Stata: Panel Data

We model log wages ( ln_wage ) as a function of hours worked, age, and tenure.

Before running any panel models, you must tell Stata that your data is structured as a panel. This is done using the xtset command, which defines the panel variable ( ) and the time variable (

Choosing the right estimation model depends heavily on your assumptions regarding unobserved individual heterogeneity (the unique, unmeasured traits of each entity). Pooled Ordinary Least Squares (OLS) stata panel data

Variation across the distinct entities (ignoring time).
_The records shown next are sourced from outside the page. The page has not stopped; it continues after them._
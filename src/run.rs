//! Batch driver: enumerate input documents, rewrite each, write results.
//!
//! One run walks the input directory for `.html`/`.php` files, rewrites every
//! file through [`crate::rewrite::rewrite_document`], and writes the results
//! under the output directory preserving relative subpaths. Files are
//! independent, so they are rewritten in parallel with
//! [rayon](https://docs.rs/rayon); per-file failures land in that file's
//! report instead of aborting the batch.
//!
//! Filenames are never changed — `input/about.php` comes out as
//! `output/about.php`, overwriting any previous run's result.

use crate::config::RewriteConfig;
use crate::rewrite::{self, RewriteStats};
use rayon::prelude::*;
use serde::Serialize;
use std::fs;
use std::path::{Path, PathBuf};
use thiserror::Error;
use walkdir::WalkDir;

#[derive(Error, Debug)]
pub enum RunError {
    #[error("IO error: {0}")]
    Io(#[from] std::io::Error),
    #[error("Failed to walk input directory: {0}")]
    Walk(#[from] walkdir::Error),
    #[error("No .html or .php files found in {0}")]
    NoInputFiles(PathBuf),
}

/// Everything one batch run needs.
#[derive(Debug, Clone)]
pub struct RunOptions {
    pub config: RewriteConfig,
    /// Directory of documents to rewrite.
    pub input_dir: PathBuf,
    /// Directory rewritten documents are written to.
    pub output_dir: PathBuf,
    /// Root for root-relative and bare image references.
    pub project_root: PathBuf,
}

/// Outcome for one document.
#[derive(Debug, Clone, Serialize, PartialEq, Eq)]
pub struct FileReport {
    /// Path relative to the input directory, forward slashes.
    pub name: String,
    /// `<img>` tags encountered.
    pub images: usize,
    /// Tags that received dimensions from a readable image.
    pub sized: usize,
    #[serde(skip_serializing_if = "Option::is_none")]
    pub error: Option<String>,
}

impl FileReport {
    pub fn failed(&self) -> bool {
        self.error.is_some()
    }
}

/// Aggregated outcome of one run, serializable as the `--report` JSON.
#[derive(Debug, Serialize)]
pub struct RunSummary {
    pub engine: String,
    pub unit: String,
    pub base_width: u32,
    pub lazy: bool,
    pub files: Vec<FileReport>,
    pub images: usize,
    pub sized: usize,
}

impl RunSummary {
    pub fn failures(&self) -> usize {
        self.files.iter().filter(|f| f.failed()).count()
    }
}

/// Rewrite every `.html`/`.php` file under the input directory.
///
/// Fatal errors are limited to setup: an unreadable input tree, an empty one,
/// or an output directory that cannot be created. Everything after that is
/// per-file and recorded in the corresponding [`FileReport`].
pub fn run(options: &RunOptions) -> Result<RunSummary, RunError> {
    let files = collect_input_files(&options.input_dir)?;
    if files.is_empty() {
        return Err(RunError::NoInputFiles(options.input_dir.clone()));
    }
    fs::create_dir_all(&options.output_dir)?;

    let reports: Vec<FileReport> = files
        .par_iter()
        .map(|relative| rewrite_file(options, relative))
        .collect();

    Ok(summarize(&options.config, reports))
}

/// True when the directory exists and holds at least one rewritable file.
/// Used by the CLI's first-run bootstrap loop.
pub fn has_input_files(input_dir: &Path) -> bool {
    collect_input_files(input_dir).is_ok_and(|files| !files.is_empty())
}

/// Relative paths of every `.html`/`.php` file under `input_dir`, sorted for
/// deterministic report order.
fn collect_input_files(input_dir: &Path) -> Result<Vec<PathBuf>, RunError> {
    let mut files = Vec::new();
    for entry in WalkDir::new(input_dir) {
        let entry = entry?;
        if !entry.file_type().is_file() {
            continue;
        }
        if !has_markup_extension(entry.path()) {
            continue;
        }
        let relative = entry
            .path()
            .strip_prefix(input_dir)
            .expect("walked entries live under the walk root")
            .to_path_buf();
        files.push(relative);
    }
    files.sort();
    Ok(files)
}

fn has_markup_extension(path: &Path) -> bool {
    path.extension()
        .and_then(|e| e.to_str())
        .is_some_and(|e| e.eq_ignore_ascii_case("html") || e.eq_ignore_ascii_case("php"))
}

/// Rewrite one file; any failure becomes the report's `error`.
fn rewrite_file(options: &RunOptions, relative: &Path) -> FileReport {
    let name = relative
        .components()
        .map(|c| c.as_os_str().to_string_lossy())
        .collect::<Vec<_>>()
        .join("/");

    match rewrite_one(options, relative) {
        Ok(stats) => FileReport {
            name,
            images: stats.images_seen,
            sized: stats.images_sized,
            error: None,
        },
        Err(message) => FileReport {
            name,
            images: 0,
            sized: 0,
            error: Some(message),
        },
    }
}

fn rewrite_one(options: &RunOptions, relative: &Path) -> Result<RewriteStats, String> {
    let source_path = options.input_dir.join(relative);
    let text = fs::read_to_string(&source_path).map_err(|e| e.to_string())?;

    let html_dir = source_path
        .parent()
        .unwrap_or(&options.input_dir)
        .to_path_buf();
    let (rewritten, stats) =
        rewrite::rewrite_document(&text, &options.config, &html_dir, &options.project_root)
            .map_err(|e| e.to_string())?;

    let target_path = options.output_dir.join(relative);
    if let Some(parent) = target_path.parent() {
        fs::create_dir_all(parent).map_err(|e| e.to_string())?;
    }
    fs::write(&target_path, rewritten).map_err(|e| e.to_string())?;
    Ok(stats)
}

fn summarize(config: &RewriteConfig, files: Vec<FileReport>) -> RunSummary {
    let images = files.iter().map(|f| f.images).sum();
    let sized = files.iter().map(|f| f.sized).sum();
    RunSummary {
        engine: config.engine.as_str().to_string(),
        unit: config.size_unit.as_str().to_string(),
        base_width: config.base_width_px,
        lazy: config.apply_lazy_loading,
        files,
        images,
        sized,
    }
}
and published his findings, forever grateful for the power of the command suite. specific Stata code for running a Hausman test on your own dataset? We model log wages ( ln_wage ) as

To check balance explicitly:

When the dependent variable is affected by its own past (e.g., current investment depends on last year's investment), standard FE models are biased. Use the estimator. xtabond l_inv l(1/2).l_inv, lags(2) Use code with caution. 5.2. Panel Logit/Probit Pooled Ordinary Least Squares (OLS) Variation across the

Stata’s xt family extends far beyond xtreg . Here are the most important advanced commands:

xtabond wage experience union, lags(1) maxldep(2)

In a Fixed Effects framework, you can test for groupwise heteroskedasticity using a modified Wald test via the user-written command xttest3 : ssc install xttest3 xtreg income education age, fe xttest3 Use code with caution. Dynamic Panel Data (GMM)

A unique variable identifying each cross-sectional unit (e.g., country_id , firm_id , person_id ).